Martin Bashir | October 05, 2012
>>> e, how convenient that the rate drops below 8% for the first time in 43 months five weeks before an election. that's why there's some mistrust of these numbers.
>> oh, how convenient. first those democrats rigged the polls to make it look like romney is faltering in the swing states , now they're falsifying the unemployment nments to make it look like the economy is recovering. whatever next? an election where the republican vote is suppressed by voter i.d. laws and the president wins a second term? let's ask msnbc policy analyst ezra klein of the " washington post ." good afternoon, ezra . i'm glad you're here. it needs a man of your intellect to unravel this complex and comprehensive conspiracy. here is the one question we keep hearing today. take a listen to this, ezra .

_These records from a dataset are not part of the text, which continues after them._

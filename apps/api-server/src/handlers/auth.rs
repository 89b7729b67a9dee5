//! Authentication handlers.

use actix_web::{HttpResponse, web};

use quill_core::DomainError;
use quill_core::domain::User;
use quill_core::services::IssuedToken;
use quill_shared::dto::{AuthResponse, LoginRequest, RegisterUserRequest, UserResponse};

use crate::middleware::auth::Identity;
use crate::middleware::error::{AppError, AppResult};
use crate::state::AppState;

fn auth_response(issued: IssuedToken) -> AuthResponse {
    AuthResponse {
        token: issued.token,
        token_type: "Bearer".to_string(),
        expires_in: u64::try_from(issued.expires_in).unwrap_or(0),
    }
}

fn user_response(user: User) -> UserResponse {
    UserResponse {
        id: user.id,
        username: user.username,
        email: user.email,
        created_at: user.created_at,
    }
}

/// POST /api/auth/register
pub async fn register(
    state: web::Data<AppState>,
    body: web::Json<RegisterUserRequest>,
) -> AppResult<HttpResponse> {
    let req = body.into_inner();

    let issued = state
        .accounts
        .register(&req.username, &req.email, &req.password)
        .await?;

    tracing::info!(user_id = %issued.user.id, "User registered");

    Ok(HttpResponse::Created().json(auth_response(issued)))
}

/// POST /api/auth/login
pub async fn login(
    state: web::Data<AppState>,
    body: web::Json<LoginRequest>,
) -> AppResult<HttpResponse> {
    let req = body.into_inner();

    let issued = state
        .accounts
        .login(&req.email, &req.password)
        .await
        .map_err(|e| match e {
            DomainError::Unauthorized => AppError::Unauthorized("Invalid credentials".to_string()),
            other => other.into(),
        })?;

    tracing::debug!(user_id = %issued.user.id, "User logged in");

    Ok(HttpResponse::Ok().json(auth_response(issued)))
}

/// GET /api/auth/user - the caller's own profile.
pub async fn current_user(
    state: web::Data<AppState>,
    identity: Identity,
) -> AppResult<HttpResponse> {
    let user = state.accounts.profile(identity.user_id).await?;
    Ok(HttpResponse::Ok().json(user_response(user)))
}
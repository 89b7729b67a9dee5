//! Tracing subscriber setup.

use tracing_subscriber::{EnvFilter, layer::SubscriberExt, util::SubscriberInitExt};

const DEFAULT_FILTER: &str = "info,api_server=debug,quill_infra=debug";

/// Telemetry configuration.
#[derive(Debug, Clone)]
pub struct TelemetryConfig {
    /// Emit JSON lines instead of human-readable output.
    pub json_logs: bool,
    pub service_name: String,
}

impl TelemetryConfig {
    /// `LOG_FORMAT=json` switches to JSON; `SERVICE_NAME` labels the startup line.
    pub fn from_env() -> Self {
        Self {
            json_logs: std::env::var("LOG_FORMAT")
                .map(|v| v.eq_ignore_ascii_case("json"))
                .unwrap_or(false),
            service_name: std::env::var("SERVICE_NAME").unwrap_or_else(|_| "quill-api".to_string()),
        }
    }
}

/// Install the global subscriber. `RUST_LOG` overrides the default filter.
pub fn init_telemetry(config: &TelemetryConfig) {
    let env_filter =
        EnvFilter::try_from_default_env().unwrap_or_else(|_| EnvFilter::new(DEFAULT_FILTER));

    if config.json_logs {
        tracing_subscriber::registry()
            .with(env_filter)
            .with(tracing_subscriber::fmt::layer().json())
            .init();
    } else {
        tracing_subscriber::registry()
            .with(env_filter)
            .with(tracing_subscriber::fmt::layer().pretty())
            .init();
    }

    tracing::info!(
        service = %config.service_name,
        json_logs = config.json_logs,
        "Telemetry initialized"
    );
}
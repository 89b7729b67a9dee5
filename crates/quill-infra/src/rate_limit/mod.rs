//! Rate limiting implementations.

mod memory;

pub use memory::{InMemoryRateLimiter, RateLimitConfig};
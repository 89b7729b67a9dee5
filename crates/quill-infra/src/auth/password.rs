//! Argon2id password hashing.

use argon2::password_hash::{
    self, PasswordHash, PasswordHasher, PasswordVerifier, SaltString, rand_core::OsRng,
};
use argon2::{Algorithm, Argon2, Params, Version};

use quill_core::ports::{AuthError, PasswordService};

/// Argon2id password service. Every hash carries its own random salt, and the
/// parameters are encoded in the PHC string so old hashes keep verifying after a
/// cost change.
pub struct Argon2PasswordService {
    argon2: Argon2<'static>,
}

impl Argon2PasswordService {
    pub fn new() -> Self {
        Self::with_params(Params::default())
    }

    /// Use explicit memory/time/parallelism costs, e.g. cheaper ones in tests.
    pub fn with_params(params: Params) -> Self {
        Self {
            argon2: Argon2::new(Algorithm::Argon2id, Version::V0x13, params),
        }
    }
}

impl Default for Argon2PasswordService {
    fn default() -> Self {
        Self::new()
    }
}

impl PasswordService for Argon2PasswordService {
    fn hash(&self, password: &str) -> Result<String, AuthError> {
        let salt = SaltString::generate(&mut OsRng);

        self.argon2
            .hash_password(password.as_bytes(), &salt)
            .map(|h| h.to_string())
            .map_err(|e| AuthError::HashingError(e.to_string()))
    }

    fn verify(&self, password: &str, hash: &str) -> Result<bool, AuthError> {
        let parsed_hash =
            PasswordHash::new(hash).map_err(|e| AuthError::HashingError(e.to_string()))?;

        match self
            .argon2
            .verify_password(password.as_bytes(), &parsed_hash)
        {
            Ok(()) => Ok(true),
            Err(password_hash::Error::Password) => Ok(false),
            Err(e) => Err(AuthError::HashingError(e.to_string())),
        }
    }
}
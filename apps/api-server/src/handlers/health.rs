//! Health check endpoint.

use actix_web::HttpResponse;
use serde::Serialize;

#[derive(Serialize)]
pub struct HealthResponse {
    pub status: &'static str,
    pub version: &'static str,
    pub timestamp: String,
}

/// GET /api/health
pub async fn health_check() -> HttpResponse {
    HttpResponse::Ok().json(HealthResponse {
        status: "ok",
        version: env!("CARGO_PKG_VERSION"),
        timestamp: chrono::Utc::now().to_rfc3339(),
    })
}
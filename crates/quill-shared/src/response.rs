//! Standardized API response bodies (RFC 7807 for errors).

use serde::{Deserialize, Serialize};

/// Plain acknowledgement, e.g. after a delete.
#[derive(Debug, Clone, PartialEq, Serialize, Deserialize)]
pub struct MessageResponse {
    pub message: String,
}

impl MessageResponse {
    pub fn new(message: impl Into<String>) -> Self {
        Self {
            message: message.into(),
        }
    }
}

/// RFC 7807 Problem Details for HTTP APIs.
///
/// See: https://datatracker.ietf.org/doc/html/rfc7807
#[derive(Debug, Clone, Serialize, Deserialize)]
pub struct ErrorResponse {
    /// A URI reference that identifies the problem type.
    #[serde(rename = "type")]
    pub error_type: String,

    /// A short, human-readable summary of the problem type.
    pub title: String,

    /// The HTTP status code.
    pub status: u16,

    /// A human-readable explanation specific to this occurrence.
    #[serde(skip_serializing_if = "Option::is_none")]
    pub detail: Option<String>,
}

impl ErrorResponse {
    pub fn new(status: u16, title: impl Into<String>) -> Self {
        Self {
            error_type: "about:blank".to_string(),
            title: title.into(),
            status,
            detail: None,
        }
    }

    pub fn with_detail(mut self, detail: impl Into<String>) -> Self {
        self.detail = Some(detail.into());
        self
    }

    pub fn bad_request(detail: impl Into<String>) -> Self {
        Self::new(400, "Bad Request").with_detail(detail)
    }

    pub fn unauthorized(detail: impl Into<String>) -> Self {
        Self::new(401, "Unauthorized").with_detail(detail)
    }

    pub fn not_found(detail: impl Into<String>) -> Self {
        Self::new(404, "Not Found").with_detail(detail)
    }

    pub fn too_many_requests(retry_after_secs: u64) -> Self {
        Self::new(429, "Too Many Requests").with_detail(format!(
            "Rate limit exceeded. Try again in {retry_after_secs} seconds."
        ))
    }

    pub fn internal_error() -> Self {
        Self::new(500, "Internal Server Error")
    }
}

#[cfg(test)]
mod tests {
    use super::*;

    #[test]
    fn test_problem_details_shape() {
        let body = serde_json::to_value(ErrorResponse::not_found("Post not found")).unwrap();

        assert_eq!(body["type"], "about:blank");
        assert_eq!(body["status"], 404);
        assert_eq!(body["detail"], "Post not found");
    }

    #[test]
    fn test_detail_is_omitted_when_absent() {
        let body = serde_json::to_value(ErrorResponse::internal_error()).unwrap();
        assert!(body.get("detail").is_none());
    }
}
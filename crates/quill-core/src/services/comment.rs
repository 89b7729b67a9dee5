//! Comment aggregate.

use std::sync::Arc;

use uuid::Uuid;

use quill_shared::dto::CommentResponse;

use crate::domain::Comment;
use crate::error::{DomainError, DomainResult, RepoError};
use crate::guard::authorize;
use crate::ports::CommentRepository;
use crate::projection::Projector;

use super::PostService;
use super::require_non_empty;

#[derive(Clone)]
pub struct CommentService {
    comments: Arc<dyn CommentRepository>,
    posts: PostService,
    projector: Projector,
}

impl CommentService {
    pub fn new(
        comments: Arc<dyn CommentRepository>,
        posts: PostService,
        projector: Projector,
    ) -> Self {
        Self {
            comments,
            posts,
            projector,
        }
    }

    /// Comment on a post as `author_id`.
    pub async fn create(
        &self,
        post_id: Uuid,
        content: &str,
        author_id: Uuid,
    ) -> DomainResult<CommentResponse> {
        require_non_empty("Content", content)?;

        let comment = Comment::new(post_id, author_id, content.to_string());
        let saved = self.posts.append_comment(post_id, comment).await?;
        self.projector.comment(saved).await
    }

    /// Comments on a post, newest first.
    ///
    /// An unknown post has no comments, and neither does a draft seen by anyone but
    /// its owner.
    pub async fn list_by_post(
        &self,
        post_id: Uuid,
        viewer_id: Option<Uuid>,
    ) -> DomainResult<Vec<CommentResponse>> {
        if !self.posts.is_visible(post_id, viewer_id).await? {
            return Ok(Vec::new());
        }

        let comments = self.comments.find_by_post_id(post_id).await?;
        self.projector.comments(comments).await
    }

    /// Delete a comment. Only its author may do this.
    pub async fn delete(&self, comment_id: Uuid, caller_id: Uuid) -> DomainResult<()> {
        let comment = self
            .comments
            .find_by_id(comment_id)
            .await?
            .ok_or_else(|| DomainError::not_found("Comment", comment_id))?;

        authorize(comment.author_id, caller_id)?;

        self.comments.delete(comment_id).await.map_err(|e| match e {
            RepoError::NotFound => DomainError::not_found("Comment", comment_id),
            other => other.into(),
        })
    }
}
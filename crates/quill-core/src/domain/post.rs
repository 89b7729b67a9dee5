use std::fmt;
use std::str::FromStr;

use chrono::{DateTime, Utc};
use serde::{Deserialize, Serialize};
use uuid::Uuid;

/// Publication state of a post.
#[derive(Debug, Clone, Copy, PartialEq, Eq, Default, Serialize, Deserialize)]
#[serde(rename_all = "lowercase")]
pub enum PostStatus {
    Draft,
    #[default]
    Published,
}

impl PostStatus {
    pub fn as_str(&self) -> &'static str {
        match self {
            PostStatus::Draft => "draft",
            PostStatus::Published => "published",
        }
    }
}

impl fmt::Display for PostStatus {
    fn fmt(&self, f: &mut fmt::Formatter<'_>) -> fmt::Result {
        f.write_str(self.as_str())
    }
}

impl FromStr for PostStatus {
    type Err = String;

    fn from_str(s: &str) -> Result<Self, Self::Err> {
        match s {
            "draft" => Ok(PostStatus::Draft),
            "published" => Ok(PostStatus::Published),
            other => Err(format!("unknown post status '{other}'")),
        }
    }
}

/// Post entity - a blog article owned by the user who wrote it.
///
/// The post's comments are not stored on the post. They are whatever comments
/// reference `id`, looked up on read.
#[derive(Debug, Clone, Serialize, Deserialize)]
pub struct Post {
    pub id: Uuid,
    pub user_id: Uuid,
    pub title: String,
    pub slug: String,
    pub content: String,
    pub status: PostStatus,
    pub tags: Vec<String>,
    pub created_at: DateTime<Utc>,
    pub updated_at: DateTime<Utc>,
}

impl Post {
    /// Create a new published post with no tags.
    pub fn new(user_id: Uuid, title: String, content: String) -> Self {
        let now = Utc::now();
        Self {
            id: Uuid::now_v7(),
            user_id,
            slug: slugify(&title),
            title,
            content,
            status: PostStatus::Published,
            tags: Vec::new(),
            created_at: now,
            updated_at: now,
        }
    }

    /// Replace title and content, re-deriving the slug.
    pub fn rewrite(&mut self, title: String, content: String) {
        self.slug = slugify(&title);
        self.title = title;
        self.content = content;
        self.updated_at = Utc::now();
    }

    pub fn is_published(&self) -> bool {
        self.status == PostStatus::Published
    }
}

/// Derive a URL slug from a title.
///
/// ASCII alphanumerics are kept (lowercased); every run of anything else becomes a
/// single `-`. Leading and trailing separators are dropped, so the output is a fixed
/// point: `slugify(&slugify(t)) == slugify(t)`.
pub fn slugify(title: &str) -> String {
    let mut slug = String::with_capacity(title.len());
    let mut separator_pending = false;

    for c in title.chars() {
        if c.is_ascii_alphanumeric() {
            if separator_pending && !slug.is_empty() {
                slug.push('-');
            }
            separator_pending = false;
            slug.push(c.to_ascii_lowercase());
        } else {
            separator_pending = true;
        }
    }

    slug
}

/// Normalize a tag set: trimmed, lowercased, empty entries dropped, first occurrence wins.
pub fn normalize_tags<I, S>(tags: I) -> Vec<String>
where
    I: IntoIterator<Item = S>,
    S: AsRef<str>,
{
    let mut out: Vec<String> = Vec::new();
    for tag in tags {
        let tag = tag.as_ref().trim().to_lowercase();
        if !tag.is_empty() && !out.contains(&tag) {
            out.push(tag);
        }
    }
    out
}
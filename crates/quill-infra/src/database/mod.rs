//! Persistence: the SeaORM Postgres store and the in-memory store.

mod connections;
mod memory;

#[cfg(feature = "postgres")]
mod postgres_base;
#[cfg(feature = "postgres")]
pub mod postgres_repo;

#[cfg(feature = "postgres")]
pub mod entity;

pub use connections::DatabaseConfig;
pub use memory::InMemoryDatabase;

#[cfg(feature = "postgres")]
pub use connections::connect;
#[cfg(feature = "postgres")]
pub use postgres_repo::{
    PostgresCommentRepository, PostgresPostRepository, PostgresUserRepository,
};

>> how do you drop a third in the overall number and only add about 100,000 jobs?
>> how did we get a drop of one-third in the unemployment rate ?
>> well, we didn't get a drop of one-third. the unemployment rate went down 0.3 of 1%. that's how much we're talking about here. a lot of this is because we have this weird psychological fixation on this line at 8% and it went under that, but we've had a 0.2 drop earlier, we had a 0.4 of a percentage drop a year ago. this is not some incredibly weird aberration we need to explain. it's not even, frankly, that good of a number. 7.8% is not great. could go up to 7.9% or 8% next month. the idea we've had an incredibly wonderful labor report that we have to figure out a conspiracy to explain is out of line with the actual numbers. it's 0.3 of one percentage point.
>> but there's been a chorus of conspiracy theorys in relation to these numbers such that you yourself have been forced to write a story that begins with the following line, "we've hit that moment in the election when people begin to lose their minds." you can't possibly mean that a man as erudite as allen west is losing his marbles.
>> i would never imply that, but there is -- as you say, there's been this emergent conspiracy theory . i call them the jobbers, and they've just sort --
>> the jobbers.
>> they misunderstood the entire nature of this. you had this drop, it's not a huge drop, not something we haven't seen before, and it's explained internal in the polling. what you had in the last month was a very high increase of people got part-time jobs, about 550,000 people appear to have gotten part-time jobs in the household survey which is different than the payroll survey where you hear the 114,000 number. this appears to have been happening every year about this time. a year around about 500,000 people got part-time jobs, a year before, around 50,000. it's reason to believe it has to do with people going back to school and getting jobs. there's a lot of folks in the younger age groups that have gotten employed. this isn't a huge surprise. we have been seeing significant drops in the unemployment rate in the fall months in the last couple years, been seeing similar internal numbers in the last couple years. the folks who are freaking out about this, i don't really know whether or not it is just, as i say, because people are losing their minds over the lex, or they're cynically trying to so distrust about a slight improvement in the labor market , but either way there's no reason whatsoever to give any credence to this ridiculous conspiracy mongering.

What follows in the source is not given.